Am 11. November 1918 schwiegen in Europa die Waffen – mit dem Waffenstillstandsabkommen war der Krieg de facto beendet. Überall im Land hatten sich zuerst Matrosen und Soldaten erhoben; Monarchen waren zurückgetreten, sogenannte Arbeiter- und Soldatenräte übernahmen die Macht. Im April 1919 floh die bayrische Regierung nach Bamberg. Die Verabschiedung einer demokratischen Verfassung in Weimar im August 1919 brachte vorläufig Stabilität.
Doch die Ruhe war fragil. Kriegsschäden und schier übergroße Reparationsforderungen der Sieger hatten der Wirtschaft schwere Schäden zugefügt. Die Folge: Eine galoppierende Inflation. 1923 bekam man für einen Dollar 4,2 Billionen Mark! Noch im selben Jahr wurde der Rentenpfennig eingeführt, die Inflation überwunden. Großzügige Kredite aus den Vereinigten Staaten sollten der deutschen Wirtschaft wieder auf die Beine helfen.
Davon profitierte auch das Seminarvorhaben, denn auch die bayrischen Diözesen beteiligten sich an diesen „Amerikaanleihen“. Ein Großteil dieses Geldes konnte nun für den Bau des Priesterseminars verwendet werden.
Architekt Ruff hatte die Pläne inzwischen stark vereinfacht. In Zeiten von Inflation und Wirtschaftskrise schien ein neobarocker Bau weder praktikabel noch angemessen. Der Entwurf vom November 1926 sah einen modernen Bau im kubistischen Stil vor, dessen Ostfassade von einem hohen Turm geprägt war.
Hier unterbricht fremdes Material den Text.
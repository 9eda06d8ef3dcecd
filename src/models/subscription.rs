//! Repository subscriptions and configured delivery channels

use chrono::{DateTime, Utc};
use serde::{Deserialize, Serialize};
use sqlx::FromRow;
use uuid::Uuid;

use crate::models::distribution::ChannelKind;
use crate::models::release::Audience;

/// Subscription/config record for one connected repository
#[derive(Debug, Clone, FromRow)]
pub struct RepoSubscription {
    pub repo_id: Uuid,
    pub full_name: String,
    pub webhook_secret: String,
    pub access_token_ciphertext: String,
    pub host_webhook_id: Option<i64>,
    pub active: bool,
    pub tone: Option<String>,
    pub language: Option<String>,
    pub extra_instructions: Option<String>,
    pub created_at: DateTime<Utc>,
}

impl RepoSubscription {
    /// Split "owner/name" into its halves
    pub fn owner_and_name(&self) -> Option<(&str, &str)> {
        self.full_name.split_once('/')
    }

    pub fn style(&self) -> StyleConfig {
        StyleConfig {
            tone: self.tone.clone(),
            language: self.language.clone(),
            extra_instructions: self.extra_instructions.clone(),
        }
    }
}

/// Per-repository generation style configuration
#[derive(Debug, Clone, Default, Serialize, Deserialize)]
#[serde(rename_all = "camelCase")]
pub struct StyleConfig {
    pub tone: Option<String>,
    pub language: Option<String>,
    pub extra_instructions: Option<String>,
}

/// Configured delivery destination
#[derive(Debug, Clone, Serialize, FromRow)]
#[serde(rename_all = "camelCase")]
pub struct NotificationChannel {
    pub channel_id: Uuid,
    pub repo_id: Uuid,
    pub kind: ChannelKind,
    pub audience: Audience,
    pub endpoint: String,
    pub enabled: bool,
    pub created_at: DateTime<Utc>,
}

/// Channel spec supplied when connecting a repository
#[derive(Debug, Clone, Deserialize)]
#[serde(rename_all = "camelCase")]
pub struct ChannelSpec {
    pub kind: ChannelKind,
    pub audience: Audience,
    pub endpoint: String,
}

/// Request payload for connecting a repository
#[derive(Debug, Clone, Deserialize)]
#[serde(rename_all = "camelCase")]
pub struct ConnectRepoRequest {
    pub full_name: String,
    pub access_token: String,
    #[serde(default)]
    pub channels: Vec<ChannelSpec>,
    #[serde(default)]
    pub style: StyleConfig,
    /// OAuth connect-flow state token, when the connect came through the
    /// browser flow rather than a direct API call
    #[serde(default)]
    pub state: Option<String>,
}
Auch wenn der Gebäudeentwurf im Wesentlichen den Aufbau der vorherigen Pläne beibehielt – einen Trakt für das Knabenseminar im Osten und ein Trakt für das Priesterseminar im Westen – so verwarf er doch sämtliche bisherigen Gestaltungsprinzipien. Damit war ein realistischer Entwurf ermöglicht, die Arbeiten konnten wieder aufgenommen werden.
Der erste Spatenstich fiel im März 1927, zwei Monate später konnte der Grundstein gelegt werden. Die Arbeiten schritten gut voran. Im September 1927 feierte man Richtfest. Am 13. Juli 1928 wurde das neue Gebäude am Heinrichsdamm eingeweiht.